What Difference Can a Literal Translation Make– Part Five December 22, 2024 Ben Witherington
Chapter 5 begins with a lengthy genealogy with this preamble, or re-run– “This is the book/scroll of the lineage of Adam: On the day God created the human in the image of God He created him, male and female He created them, and he blessed them and called their name humankind on the day they were created. And Adam lived a hundred and thirty years and he begot in his likeness by his image and called his name Seth. The rest of the genealogy is very formulaic, it mentions procreation of the next generation and then tells how long someone lived after that act, until we get to Enoch, and as Alter says, the change is very significant. The text reads beginning at 5.21: “And Enoch walked with God after he begot Methuselah three hundred years and he begot sons and daughters. And all the days of Enoch were three hundred and sixty five years. And Enoch walked with God and he was no more, for God took him.” It is significant that Lamech is the very last of the antediluvians, and the father of the one who, with his family would survive the flood– Noah. Lamech is famous for talking about taking revenge 7 times 70, and there is an echo of the ‘sevenfold revenge’ to be taken if someone harms Cain with his mark on his body. This becomes even more significant when in Matt. 19 Peter asks Jesus if he must forgive his brother who sins against him seven times, and Jesus says seven times seventy— using the same number as Lamech. In short, Jesus is reversing the cycle of violence, by offering that much forgiveness. But it is Lamech and his ilk, with their sin and destructive ways that leads God to regret he created humanity, and to decide to cause a massive flood, and in essence start over with Noah and family thereafter. Noah lives 777 years and unlike his predecessors becomes a father at the age of 500, which makes for the tenth of ten generations. A millenium is the age various of the antediluvians almost live to, but never attain, making clear even they are mortal. BTW, there is no pattern of gradually decreasing age lengths due to the Fall, but all fall short of 1,000 years of life.

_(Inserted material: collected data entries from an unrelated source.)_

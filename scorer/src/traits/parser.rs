//! Parser Trait
//!
//! This module defines the [`Parser`] trait, which provides a generic interface for parsing
//! external tool output (coverage data, style checker output, CSV input data) into
//! strongly-typed Rust structures. Implementations validate the input and return a
//! [`ParseError`] describing the first problem they find.
//!
//! # Example
//!
//! ```rust
//! use scorer::error::ParseError;
//! use scorer::traits::parser::Parser;
//!
//! struct LineCount;
//!
//! impl<'a> Parser<&'a str, usize> for LineCount {
//!     fn parse(&self, input: &'a str) -> Result<usize, ParseError> {
//!         Ok(input.lines().count())
//!     }
//! }
//!
//! assert_eq!(LineCount.parse("a\nb").unwrap(), 2);
//! ```

use crate::error::ParseError;

/// A generic trait for parsing data into a strongly-typed Rust structure.
///
/// # Type Parameters
///
/// * `Input` - The input type to be parsed.
/// * `Output` - The output type produced by the parser.
pub trait Parser<Input, Output> {
    /// Parse an input value into the target type.
    ///
    /// # Errors
    ///
    /// Returns a [`ParseError`] if the input does not conform to the expected format.
    fn parse(&self, input: Input) -> Result<Output, ParseError>;
}
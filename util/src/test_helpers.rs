use std::fs;
use std::path::Path;
use tempfile::TempDir;

/// Creates a temporary submission directory populated with `files`
/// (relative path, contents). Parent directories are created as needed.
///
/// Keep the returned `TempDir` in scope for as long as you need the files.
pub fn setup_handin_dir(files: &[(&str, &str)]) -> TempDir {
    let tmp = TempDir::new().expect("failed to create tempdir");
    for (rel, contents) in files {
        write_file(tmp.path(), rel, contents);
    }
    tmp
}

/// Write `contents` to `root/rel`, creating parents.
pub fn write_file(root: &Path, rel: &str, contents: &str) {
    let path = root.join(rel);
    if let Some(parent) = path.parent() {
        fs::create_dir_all(parent).expect("failed to create parent dir");
    }
    fs::write(&path, contents).expect("failed to write test file");
}
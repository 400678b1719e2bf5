//! Human-readable rendering of an aggregate report (`--text`).

use scorer::pipeline::AggregateReport;
use scorer::result::ScorerResult;
use std::fmt::Write;

fn indent(text: &str, prefix: &str) -> String {
    text.lines()
        .map(|line| {
            if line.is_empty() {
                String::new()
            } else {
                format!("{prefix}{line}")
            }
        })
        .collect::<Vec<_>>()
        .join("\n")
}

fn render_entry(out: &mut String, result: &ScorerResult) {
    let status = match result.elapsed {
        Some(elapsed) => format!("{:.2}s", elapsed.as_secs_f64()),
        None => "failed".to_string(),
    };
    let _ = writeln!(out, "{}: {:.2} ({})", result.name, result.score, status);
    let _ = writeln!(out, "{}", indent(&result.brief.render(), "  "));
    for block in &result.detail {
        let _ = writeln!(out, "{}", indent(&block.render(), "    "));
    }
}

pub fn render(report: &AggregateReport) -> String {
    let mut out = String::new();
    for result in &report.results {
        render_entry(&mut out, result);
        out.push('\n');
    }
    let _ = writeln!(out, "Final score: {:.2}", report.final_score);
    out
}

#[cfg(test)]
mod tests {
    use super::*;
    use scorer::pipeline::Pipeline;
    use scorer::scorers::input_class::InputClassScorer;
    use scorer::input::check_class::CheckClasses;
    use scorer::input::schema::{FieldKind, FieldSpec, RecordSchema};

    fn classes() -> CheckClasses {
        CheckClasses::builder()
            .rule("x is negative", |r| r.int("x").is_some_and(|x| x < 0))
            .rule("x is zero", |r| r.int("x") == Some(0))
            .build()
            .unwrap()
    }

    #[tokio::test]
    async fn test_render_lists_entries_and_final_score() {
        let schema = RecordSchema::new().field(FieldSpec::new("x", FieldKind::Int));
        let report = Pipeline::new()
            .add(InputClassScorer::new(schema.clone(), "x\n-4\n", classes()), 1.0)
            .add(InputClassScorer::new(schema, "x\nnope\n", classes()), 1.0)
            .run()
            .await
            .unwrap();

        let text = render(&report);
        assert!(text.contains("InputClass Scorer: 50.00 ("));
        assert!(text.contains("  50.00% input classes (1 out of 2) covered\n"));
        assert!(text.contains("    COVERED: x is negative\n"));
        assert!(text.contains("    NOT COVERED: x is zero\n"));
        assert!(text.contains("InputClass Scorer: 0.00 (failed)\n  CSV data does not match schema.\n"));
        assert!(text.ends_with("Final score: 25.00\n"));
    }

    #[test]
    fn test_indent_keeps_blank_lines_empty() {
        assert_eq!(indent("a\n\nb", "  "), "  a\n\n  b");
    }
}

Sometimes names definitely connote something about a person’s nature and we are told at Gen. 5. 29 “And he called his name Noah, to make clear ‘this one will console us for the pain of our hands.” Nahem is Hebrew for console and so Noah’s name plays on that word. This name could perhaps foreshadow that after the flood Noah would be the first cultivator of grapes, and so of wine. Note Prov. 31.6-7 wine consoles a poor person giving them respite from the drudgery of their labor. This seems to be the correct interpretation because Gen. 3.17-18 is deliberately echoed here. The phrase ‘pain of our hands’ is found only here, and for Eve and Adam. More common is ‘the work of our hands’ and in either case, the allusion is to the curse on the ground which makes producing crops hard work, causing ‘pain of the hands’.